Preparing for Wildfire Disaster

This essay appeared in the Riverside Press Enterprise on July 13.

The annual cycle of destruction from wildfires has begun to plague Californians again in 2005. More than 1,000 counselors and children at summer camps in the San Bernardino Mountains east of Los Angeles were evacuated July 5th as a wildfire approached their cabins.

We know where wildfires will burn. We know why fires become catastrophic. We even know how to prevent them from hurting our children and communities. What we lack is the will to do what's right and necessary.

This is the 21st century, yet we haven't advanced beyond the Middle Ages when people thought they were defenseless against mythical fire-breathing dragons. Like then, today many people believe catastrophic wildfires are unstoppable monsters. The myth is that all we can do is prepare for disaster by conducting evacuation and firefighting drills.

A few weeks ago, the Riverside Mountain Area Safety Taskforce and cooperating agencies held a military-style evacuation drill in Idyllwild, Calif. About 400 firefighters, law officers, animal rescue experts, and utility representatives took part. It was a massive effort that frightened local residents because it emphasized the fire danger.

Idyllwild sits half way up Mt. San Jacinto in Southern California. The community is filled with dead trees and heavy brush surrounded by thousands of acres of half-dead forest that is ten times thicker than natural. It is the tip of a torch that only needs lighting. An automobile accident, unattended outdoor grill, dry lightning, or someone with a grudge could set it off and destroy everything.

Evacuation and fire drills are helpful, but real disasters often become confusing nightmares. If a wildfire starts, there are only three narrow winding roads for people to get out of Idyllwild and they must do so while dodging hundreds of firefighting vehicles trying to get in.
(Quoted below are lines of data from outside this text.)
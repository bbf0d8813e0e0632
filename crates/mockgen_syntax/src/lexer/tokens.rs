//! Token types for the Swift lexer.
//!
//! The lexer uses **registry-backed IDs** for vocabulary:
//! - `Keyword(KeywordId)` for reserved words
//! - `Punctuation(PunctuationId)` for punctuation tokens
//!
//! Contextual keywords (`get`, `weak`, `mutating`, ...) stay `Ident` tokens; the parser resolves them through
//! `mockgen_core::lang::contextual` where the grammar allows them.
//!
//! ## Notes
//! - Operators are open-ended in Swift (`<*>`, `|||`), so an `Operator` token carries its spelling.
//! - `< > ? ! &` are always single punctuation tokens; the grammar joins them when they form an operator
//!   name (`func <=(...)`).

use crate::ast::Span;
use mockgen_core::lang::keywords::{self, KeywordId};
use mockgen_core::lang::punctuation::PunctuationId;

// ============================================================================
// TOKEN TYPES
// ============================================================================

/// Kind of token produced by the lexer.
#[derive(Debug, Clone, PartialEq)]
pub enum TokenKind {
    // ========== Keyword / punctuation (ID-based) ==========
    Keyword(KeywordId),
    Punctuation(PunctuationId),

    // ========== Spelled tokens ==========
    /// Run of operator characters, e.g. `==`, `+=`, `..<`.
    Operator(String),
    /// Identifier; backticks are stripped, so `` `default` `` is `Ident("default")`.
    Ident(String),
    /// Numeric literal as written.
    Number(String),
    /// String literal contents between the delimiters (escapes and interpolations left as written).
    String(String),

    // ========== Special ==========
    /// Character the lexer does not understand (reported as a diagnostic).
    Unknown(char),
    Eof,
}

/// A token with its kind and source span.
#[derive(Debug, Clone, PartialEq)]
pub struct Token {
    pub kind: TokenKind,
    pub span: Span,
    /// `true` if at least one line break separates this token from the previous one.
    pub newline_before: bool,
}

impl Token {
    /// Construct a new token.
    pub fn new(kind: TokenKind, span: Span) -> Self {
        Self {
            kind,
            span,
            newline_before: false,
        }
    }

    /// Set the line-break flag.
    pub fn with_newline_before(mut self, newline_before: bool) -> Self {
        self.newline_before = newline_before;
        self
    }
}

/// Resolve an identifier spelling to a keyword id, if reserved.
pub fn keyword_id(name: &str) -> Option<KeywordId> {
    keywords::from_str(name)
}
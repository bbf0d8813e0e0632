/// Token-stream helpers and error recovery.
///
/// This chunk contains the low-level primitives used throughout parsing:
/// - Peeking/consuming tokens (`peek`, `peek_nth`, `advance`, `advance_if`)
/// - Matching / expecting keywords, contextual keywords and punctuation
/// - Backtracking (`checkpoint`, `rewind`) and position → byte offset conversion
/// - Depth guarding (`nested`)
/// - Skipping balanced groups and error recovery (`skip_group`, `synchronize`)
impl<'a> Parser<'a> {
    // ========================================================================
    // Cursor
    // ========================================================================

    /// Return `true` if the cursor is past the window or on [`TokenKind::Eof`].
    fn is_at_end(&self) -> bool {
        matches!(self.peek().kind, TokenKind::Eof)
    }

    /// Return the current token without consuming it.
    fn peek(&self) -> &Token {
        self.peek_nth(0)
    }

    /// Return the token `n` positions ahead without consuming anything.
    fn peek_nth(&self, n: usize) -> &Token {
        let index = self.pos + n;
        if index < self.limit {
            &self.tokens[index]
        } else {
            &self.eof
        }
    }

    /// Advance to the next token and return the token we just consumed.
    fn advance(&mut self) -> &Token {
        if self.is_at_end() {
            return &self.eof;
        }
        self.pos += 1;
        &self.tokens[self.pos - 1]
    }

    /// If the current token is exactly `kind`, consume it and return `true`.
    fn advance_if(&mut self, kind: &TokenKind) -> bool {
        if self.peek().kind == *kind {
            self.advance();
            true
        } else {
            false
        }
    }

    fn checkpoint(&self) -> usize {
        self.pos
    }

    fn rewind(&mut self, checkpoint: usize) {
        self.pos = checkpoint.clamp(self.first, self.limit);
    }

    /// Byte offset at which the token at `position` starts.
    fn offset_of(&self, position: usize) -> usize {
        if position < self.limit {
            self.tokens[position].span.start
        } else {
            self.eof.span.start
        }
    }

    fn current_span(&self) -> Span {
        self.peek().span
    }

    fn current_offset(&self) -> usize {
        self.offset_of(self.pos)
    }

    /// End offset of the last consumed token (or the current offset if nothing was consumed yet).
    fn previous_end(&self) -> usize {
        if self.pos > self.first {
            self.tokens[self.pos - 1].span.end
        } else {
            self.current_offset()
        }
    }

    /// Return `true` if the current token directly follows the previous one with no whitespace.
    fn is_adjacent(&self) -> bool {
        self.pos > self.first && self.peek().span.start == self.previous_end()
    }

    // ========================================================================
    // Matching
    // ========================================================================

    fn check_keyword(&self, id: KeywordId) -> bool {
        self.peek().kind.is_keyword(id)
    }

    fn check_punct(&self, id: PunctuationId) -> bool {
        self.peek().kind.is_punctuation(id)
    }

    /// Return `true` if the current token is an identifier spelling the contextual keyword `id`.
    fn check_contextual(&self, id: ContextualId) -> bool {
        self.peek().kind.is_contextual(id)
    }

    fn match_keyword(&mut self, id: KeywordId) -> bool {
        self.advance_if(&TokenKind::Keyword(id))
    }

    fn match_punct(&mut self, id: PunctuationId) -> bool {
        self.advance_if(&TokenKind::Punctuation(id))
    }

    fn match_contextual(&mut self, id: ContextualId) -> bool {
        if self.check_contextual(id) {
            self.advance();
            true
        } else {
            false
        }
    }

    fn expect_keyword(&mut self, id: KeywordId, msg: &str) -> Result<Span, SyntaxError> {
        if self.check_keyword(id) {
            Ok(self.advance().span)
        } else {
            Err(self.error_here(msg))
        }
    }

    fn expect_punct(&mut self, id: PunctuationId, msg: &str) -> Result<Span, SyntaxError> {
        if self.check_punct(id) {
            Ok(self.advance().span)
        } else {
            Err(self.error_here(msg))
        }
    }

    /// Build a syntax error at the current token: `"{msg}, found {token}"`.
    fn error_here(&self, msg: &str) -> SyntaxError {
        SyntaxError::syntax(
            format!("{}, found {}", msg, self.peek().kind.describe()),
            self.current_span(),
        )
    }

    // ========================================================================
    // Depth guard
    // ========================================================================

    /// Run `f` one nesting level deeper, failing once the configured limit is reached.
    fn nested<T>(&mut self, f: impl FnOnce(&mut Self) -> Result<T, SyntaxError>) -> Result<T, SyntaxError> {
        if self.depth >= self.config.max_nesting_depth {
            return Err(self.recursion_limit());
        }
        self.depth += 1;
        let result = f(self);
        self.depth -= 1;
        result
    }

    fn recursion_limit(&self) -> SyntaxError {
        SyntaxError::new(
            ErrorKind::RecursionLimit,
            format!("nesting exceeds {} levels", self.config.max_nesting_depth),
            self.current_span(),
        )
        .with_hint("raise `max_nesting_depth` in the parse configuration")
    }

    // ========================================================================
    // Skipping
    // ========================================================================

    /// Consume a balanced `(...)`, `[...]` or `{...}` group starting at the current opener.
    ///
    /// Other bracket kinds inside the group are tracked too; a missing closer runs to the end of input.
    fn skip_group(&mut self) {
        let mut stack: Vec<PunctuationId> = Vec::new();
        loop {
            let id = match self.peek().kind {
                TokenKind::Eof => return,
                TokenKind::Punctuation(id) => Some(id),
                _ => None,
            };
            self.advance();
            match id {
                Some(open @ (PunctuationId::LParen | PunctuationId::LBracket | PunctuationId::LBrace)) => {
                    if let Some(close) = punctuation::closing(open) {
                        stack.push(close);
                    }
                }
                Some(close @ (PunctuationId::RParen | PunctuationId::RBracket | PunctuationId::RBrace)) => {
                    // Pop through mismatched closers so a stray one cannot swallow the rest of the file.
                    while let Some(expected) = stack.pop() {
                        if expected == close {
                            break;
                        }
                    }
                }
                _ => {}
            }
            if stack.is_empty() {
                return;
            }
        }
    }

    /// Consume a `<...>` clause starting at the current `<`, including nested angle brackets.
    fn skip_angle_clause(&mut self) {
        let mut depth = 0usize;
        loop {
            if self.is_at_end() {
                return;
            }
            if self.check_punct(PunctuationId::LParen)
                || self.check_punct(PunctuationId::LBracket)
                || self.check_punct(PunctuationId::LBrace)
            {
                self.skip_group();
                continue;
            }
            if self.check_punct(PunctuationId::LAngle) {
                depth += 1;
            } else if self.check_punct(PunctuationId::RAngle) {
                depth = depth.saturating_sub(1);
            }
            self.advance();
            if depth == 0 {
                return;
            }
        }
    }

    /// Return `true` if the current token is an opening bracket handled by [`Parser::skip_group`].
    fn at_group_open(&self) -> bool {
        self.check_punct(PunctuationId::LParen)
            || self.check_punct(PunctuationId::LBracket)
            || self.check_punct(PunctuationId::LBrace)
    }

    /// Skip one statement-like run: up to the next line break at bracket depth zero, or a closing `}`.
    fn skip_statement(&mut self) {
        let start = self.pos;
        while !self.is_at_end() {
            if self.pos > start && self.peek().newline_before {
                return;
            }
            if self.check_punct(PunctuationId::RBrace) || self.check_punct(PunctuationId::Semicolon) {
                return;
            }
            if self.at_group_open() {
                self.skip_group();
            } else {
                self.advance();
            }
        }
    }

    /// Return `true` if the current token can begin a declaration.
    fn at_declaration_start(&self) -> bool {
        match &self.peek().kind {
            TokenKind::Keyword(id) => matches!(
                id,
                KeywordId::Associatedtype
                    | KeywordId::Case
                    | KeywordId::Class
                    | KeywordId::Deinit
                    | KeywordId::Enum
                    | KeywordId::Extension
                    | KeywordId::Fileprivate
                    | KeywordId::Func
                    | KeywordId::Import
                    | KeywordId::Init
                    | KeywordId::Internal
                    | KeywordId::Let
                    | KeywordId::Operator
                    | KeywordId::Precedencegroup
                    | KeywordId::Private
                    | KeywordId::Protocol
                    | KeywordId::Public
                    | KeywordId::Static
                    | KeywordId::Struct
                    | KeywordId::Subscript
                    | KeywordId::Typealias
                    | KeywordId::Var
            ),
            TokenKind::Punctuation(PunctuationId::At | PunctuationId::Hash) => true,
            TokenKind::Ident(_) => self.peek().kind.contextual_id().is_some_and(|id| {
                contextual::is_declaration_modifier(id) || id == ContextualId::Actor
            }),
            _ => false,
        }
    }

    /// Skip ahead to the next plausible declaration boundary after an error.
    fn synchronize(&mut self) {
        // Never consume the closer of the enclosing body.
        if self.check_punct(PunctuationId::RBrace) {
            return;
        }
        if self.at_group_open() {
            self.skip_group();
        } else {
            self.advance();
        }
        while !self.is_at_end() {
            if self.check_punct(PunctuationId::RBrace) {
                return;
            }
            if self.peek().newline_before && self.at_declaration_start() {
                return;
            }
            if self.at_group_open() {
                self.skip_group();
            } else {
                self.advance();
            }
        }
    }
}
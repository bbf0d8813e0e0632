//! Lexer for Swift source
//!
//! Handles tokenization including:
//! - Reserved keywords (via `mockgen_core::lang::keywords`) and identifiers (Unicode, `$0`, backticked)
//! - Numeric and string literals (multi-line, raw, interpolated)
//! - Operator runs and punctuation, with `< > ? ! &` always split so type sugar lexes predictably
//! - Line and nested block comments (skipped)
//!
//! ## Module Structure
//!
//! - `tokens` - Token types (TokenKind, Token)
//! - `strings` - String literal scanning
//! - `numbers` - Numeric literal scanning

mod numbers;
mod strings;
pub mod tokens;

pub use tokens::{Token, TokenKind, keyword_id};

use crate::ast::Span;
use crate::diagnostics::SyntaxError;
use mockgen_core::lang::punctuation::PunctuationId;

// ============================================================================
// LEXER STATE
// ============================================================================

/// Lexer for Swift source code.
///
/// Converts source text into a stream of tokens. The lexer never stops early: unexpected characters become
/// [`TokenKind::Unknown`] tokens and a diagnostic, unterminated literals and comments run to end of input.
pub struct Lexer<'a> {
    source: &'a str,
    chars: std::iter::Peekable<std::str::CharIndices<'a>>,
    current_pos: usize,
    /// A line break was skipped since the last emitted token
    newline_pending: bool,
    tokens: Vec<Token>,
    errors: Vec<SyntaxError>,
}

impl<'a> Lexer<'a> {
    /// Create a new lexer for the given source code.
    pub fn new(source: &'a str) -> Self {
        Self {
            source,
            chars: source.char_indices().peekable(),
            current_pos: 0,
            newline_pending: false,
            tokens: Vec::new(),
            errors: Vec::new(),
        }
    }

    /// Tokenize the entire source code.
    ///
    /// Returns a vector of tokens on success, or a vector of errors on failure.
    /// The token stream always ends with an `Eof` token.
    pub fn tokenize(self) -> Result<Vec<Token>, Vec<SyntaxError>> {
        let (tokens, errors) = self.tokenize_lossy();
        if errors.is_empty() { Ok(tokens) } else { Err(errors) }
    }

    /// Tokenize the entire source code, returning the tokens together with any diagnostics.
    pub fn tokenize_lossy(mut self) -> (Vec<Token>, Vec<SyntaxError>) {
        while !self.is_at_end() {
            self.scan_token();
        }

        let eof = Token::new(TokenKind::Eof, Span::new(self.current_pos, self.current_pos))
            .with_newline_before(self.newline_pending);
        self.tokens.push(eof);

        (self.tokens, self.errors)
    }

    // ========================================================================
    // Core character handling
    // ========================================================================

    fn is_at_end(&mut self) -> bool {
        self.chars.peek().is_none()
    }

    fn peek(&mut self) -> Option<char> {
        self.chars.peek().map(|(_, c)| *c)
    }

    fn peek_next(&self) -> Option<char> {
        let mut iter = self.source[self.current_pos..].chars();
        iter.next(); // skip current
        iter.next()
    }

    fn advance(&mut self) -> Option<char> {
        if let Some((pos, c)) = self.chars.next() {
            self.current_pos = pos + c.len_utf8();
            Some(c)
        } else {
            None
        }
    }

    fn match_char(&mut self, expected: char) -> bool {
        if self.peek() == Some(expected) {
            self.advance();
            true
        } else {
            false
        }
    }

    // ========================================================================
    // Main scanning dispatch
    // ========================================================================

    fn scan_token(&mut self) {
        let start = self.current_pos;

        let Some(c) = self.advance() else {
            return;
        };

        match c {
            // Whitespace
            '\n' => self.newline_pending = true,
            ' ' | '\t' | '\r' | '\u{000B}' | '\u{000C}' | '\u{FEFF}' => {}

            // Comments
            '/' if self.peek() == Some('/') => self.skip_line_comment(),
            '/' if self.peek() == Some('*') => self.skip_block_comment(start),

            // Punctuation
            ',' => self.add_punct(PunctuationId::Comma, start),
            ':' => self.add_punct(PunctuationId::Colon, start),
            ';' => self.add_punct(PunctuationId::Semicolon, start),
            '(' => self.add_punct(PunctuationId::LParen, start),
            ')' => self.add_punct(PunctuationId::RParen, start),
            '[' => self.add_punct(PunctuationId::LBracket, start),
            ']' => self.add_punct(PunctuationId::RBracket, start),
            '{' => self.add_punct(PunctuationId::LBrace, start),
            '}' => self.add_punct(PunctuationId::RBrace, start),
            '<' => self.add_punct(PunctuationId::LAngle, start),
            '>' => self.add_punct(PunctuationId::RAngle, start),
            '?' => self.add_punct(PunctuationId::Question, start),
            '!' => self.add_punct(PunctuationId::Bang, start),
            '&' => self.add_punct(PunctuationId::Amp, start),
            '@' => self.add_punct(PunctuationId::At, start),
            '\\' => self.add_punct(PunctuationId::Backslash, start),
            '.' => self.scan_dot(start),
            '-' if self.peek() == Some('>') => {
                self.advance();
                self.add_punct(PunctuationId::Arrow, start);
            }

            // Raw strings and directives
            '#' => {
                if self.raw_string_ahead() {
                    self.scan_raw_string(start);
                } else {
                    self.add_punct(PunctuationId::Hash, start);
                }
            }

            // Strings
            '"' => self.scan_string(start, 0),

            // Operators
            _ if is_operator_char(c) => self.scan_operator(start),

            // Numbers
            '0'..='9' => self.scan_number(start),

            // Identifiers and keywords
            '`' => self.scan_backticked(start),
            '_' if !self.peek().is_some_and(is_ident_continue) => self.add_punct(PunctuationId::Underscore, start),
            _ if is_ident_start(c) => self.scan_identifier(start),

            _ => {
                self.errors.push(SyntaxError::lexical(
                    format!("Unexpected character '{}'", c),
                    Span::new(start, self.current_pos),
                ));
                self.add_token(TokenKind::Unknown(c), start);
            }
        }
    }

    // ========================================================================
    // Token helpers
    // ========================================================================

    fn add_token(&mut self, kind: TokenKind, start: usize) {
        let token = Token::new(kind, Span::new(start, self.current_pos)).with_newline_before(self.newline_pending);
        self.newline_pending = false;
        self.tokens.push(token);
    }

    fn add_punct(&mut self, id: PunctuationId, start: usize) {
        self.add_token(TokenKind::Punctuation(id), start);
    }

    /// Scan `.`, `...`, `..<` and `..`.
    fn scan_dot(&mut self, start: usize) {
        if self.peek() != Some('.') {
            self.add_punct(PunctuationId::Dot, start);
            return;
        }
        self.advance();
        if self.match_char('.') {
            self.add_punct(PunctuationId::Ellipsis, start);
        } else if self.match_char('<') {
            self.add_token(TokenKind::Operator("..<".to_string()), start);
        } else {
            self.add_token(TokenKind::Operator("..".to_string()), start);
        }
    }

    /// Scan a run of operator characters. A lone `=` is punctuation.
    fn scan_operator(&mut self, start: usize) {
        while let Some(c) = self.peek() {
            // A comment opener ends the run.
            if c == '/' && matches!(self.peek_next(), Some('/') | Some('*')) {
                break;
            }
            if !is_operator_char(c) {
                break;
            }
            self.advance();
        }
        let spelling = &self.source[start..self.current_pos];
        if spelling == "=" {
            self.add_punct(PunctuationId::Eq, start);
        } else {
            self.add_token(TokenKind::Operator(spelling.to_string()), start);
        }
    }

    // ========================================================================
    // Comments
    // ========================================================================

    fn skip_line_comment(&mut self) {
        while let Some(c) = self.peek() {
            if c == '\n' {
                break;
            }
            self.advance();
        }
    }

    /// Skip a `/* ... */` comment; block comments nest.
    fn skip_block_comment(&mut self, start: usize) {
        self.advance(); // '*'
        let mut depth = 1usize;
        while depth > 0 {
            match self.advance() {
                Some('/') if self.peek() == Some('*') => {
                    self.advance();
                    depth += 1;
                }
                Some('*') if self.peek() == Some('/') => {
                    self.advance();
                    depth -= 1;
                }
                Some('\n') => self.newline_pending = true,
                Some(_) => {}
                None => {
                    self.errors.push(
                        SyntaxError::lexical("Unterminated block comment", Span::new(start, self.current_pos))
                            .with_hint("add a closing '*/'"),
                    );
                    return;
                }
            }
        }
    }

    // ========================================================================
    // Identifier scanning
    // ========================================================================

    fn scan_identifier(&mut self, start: usize) {
        while let Some(c) = self.peek() {
            if is_ident_continue(c) {
                self.advance();
            } else {
                break;
            }
        }

        let spelling = &self.source[start..self.current_pos];

        // Look up identifier spelling in the reserved-word registry (no allocation for keywords).
        if let Some(id) = keyword_id(spelling) {
            self.add_token(TokenKind::Keyword(id), start);
        } else {
            self.add_token(TokenKind::Ident(spelling.to_string()), start);
        }
    }

    /// Scan `` `name` ``; the token is always an identifier, even for reserved spellings.
    fn scan_backticked(&mut self, start: usize) {
        let name_start = self.current_pos;
        while let Some(c) = self.peek() {
            if c == '`' || c == '\n' {
                break;
            }
            self.advance();
        }
        let name = self.source[name_start..self.current_pos].to_string();
        if !self.match_char('`') {
            self.errors.push(SyntaxError::lexical(
                "Unterminated backticked identifier",
                Span::new(start, self.current_pos),
            ));
        }
        self.add_token(TokenKind::Ident(name), start);
    }
}

// ============================================================================
// Helper functions
// ============================================================================

/// Check if a character can start an identifier.
fn is_ident_start(c: char) -> bool {
    c.is_alphabetic() || c == '_' || c == '$'
}

/// Check if a character can continue an identifier.
fn is_ident_continue(c: char) -> bool {
    c.is_alphanumeric() || c == '_' || c == '$'
}

/// Characters that form operator runs (the single-token punctuation `< > ? ! &` excluded).
fn is_operator_char(c: char) -> bool {
    matches!(c, '/' | '=' | '-' | '+' | '*' | '%' | '|' | '^' | '~')
}

/// Convenience function to lex a source string.
///
/// This is a shorthand for `Lexer::new(source).tokenize()`.
#[tracing::instrument(skip_all, fields(source_len = source.len()))]
pub fn lex(source: &str) -> Result<Vec<Token>, Vec<SyntaxError>> {
    Lexer::new(source).tokenize()
}

/// Lex a source string, always producing a token stream ending in `Eof`.
#[tracing::instrument(skip_all, fields(source_len = source.len()))]
pub fn lex_lossy(source: &str) -> (Vec<Token>, Vec<SyntaxError>) {
    Lexer::new(source).tokenize_lossy()
}

// ============================================================================
// TESTS
// ============================================================================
In 2003, the Old Fire that rushed up nearby mountains toward Lake Arrowhead is a story of bravery by firefighters and a warning for Idyllwild. Many people know that firefighters risked their lives to save Lake Arrowhead by spreading along Highway 18 and setting back fires to stop the flames. We should praise their courage.

However, that is not the whole story. The front of the fire was too wide for a handful of firefighters to stop. They could only block the center of the blaze, so it swept around them and passed by the east and west sides of Lake Arrowhead.

The east side of the Old Fire destroyed much of the LA Council of Boy Scouts camp and 300 homes in Cedar Glen. Then it curved westward and headed back toward Lake Arrowhead. The only thing that kept it from destroying Lake Arrowhead was a cold front and drizzling rain. I was there on a Congressional fact-finding assignment and saw what happened.

The narrow escape at Lake Arrowhead should be a warning for people living in Idyllwild. Unless it rains, a wildfire could destroy Idyllwild no matter how brave the firefighters.

Even fuel breaks, which often fail, and clearing brush around homes, however important, are not enough. The real threat is the overgrown forest outside the community. Current efforts to cut just dead trees killed by bark beetles in narrow strips along roads and communities will not thin the forest enough to make Idyllwild safe from wildfires.

The solution to annual wildfire disasters is as simple as it is obvious. Just look for the thickest forest or the oldest chaparral and that is where a catastrophic fire will burn. Reduce fuel within the forest as well as around communities and you reduce the threat.

We must be willing to spend the money necessary to restore our forests to their natural condition rather than just waiting for them to go up in flames. While leaders talk of commitment when a fire rages, it must continue after a fire is forgotten.

Unbiased science and a century of experience show that most of today's wildfires are neither natural nor inevitable. We know how to stop the cycle of death and destruction from wildfires. Children in summer camp in southern California or anywhere else in America should not have to fear for their lives. All we have to do is restore our forests and brushlands to their historic grandeur, biological diversity, and resistance to high-intensity fires. This will provide effective and reliable fire protection. It only takes the will to do it.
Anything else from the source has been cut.